- [What needs to be done]: Everything in the listing below from the line containing "filename crates/taskdeck-execution/src/lib.rs" through the line containing "and metrics sources" must be repeated exactly; the remaining lines are not wanted.

------------------------

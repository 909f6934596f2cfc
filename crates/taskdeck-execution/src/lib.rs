//! Task execution runtime.
//!
//! - [`broadcaster`]: fan-out of dashboard events to live subscribers
//! - [`registry`]: in-memory task store and counters
//! - [`status`]: system status aggregation and metrics sources
//! - [`orchestrator`]: submission, background execution and cancellation
//! - [`ssh_executor`], [`dry_run`]: [`RemoteExecutor`] implementations

pub mod broadcaster;
pub mod dry_run;
pub mod orchestrator;
pub mod registry;
pub mod ssh_executor;
pub mod status;

use std::sync::Arc;
use std::time::Duration;

use taskdeck_core::config::{ExecutorConfig, ExecutorMode};
use taskdeck_core::executor::RemoteExecutor;

pub use broadcaster::{Broadcaster, SubscriberId, Subscription};
pub use dry_run::DryRunExecutor;
pub use orchestrator::{OrchestratorSettings, TaskOrchestrator};
pub use registry::{TaskCounts, TaskRegistry};
pub use ssh_executor::SshExecutor;
pub use status::{MetricsSample, MetricsSource, SimulatedMetrics, StatusAggregator};

/// Builds the executor selected by `config.mode`.
pub fn executor_from_config(config: &ExecutorConfig) -> Arc<dyn RemoteExecutor> {
    match config.mode {
        ExecutorMode::DryRun => Arc::new(DryRunExecutor::new(Duration::from_millis(
            config.dry_run_latency_ms,
        ))),
        ExecutorMode::Ssh => Arc::new(SshExecutor::new(&config.ssh)),
    }
}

------------------------

- [Answer for the task]:
filename crates/taskdeck-execution/src/lib.rs
//! Task execution runtime.
//!
//! - [`broadcaster`]: fan-out of dashboard events to live subscribers
//! - [`registry`]: in-memory task store and counters
//! - [`status`]: system status aggregation and metrics sources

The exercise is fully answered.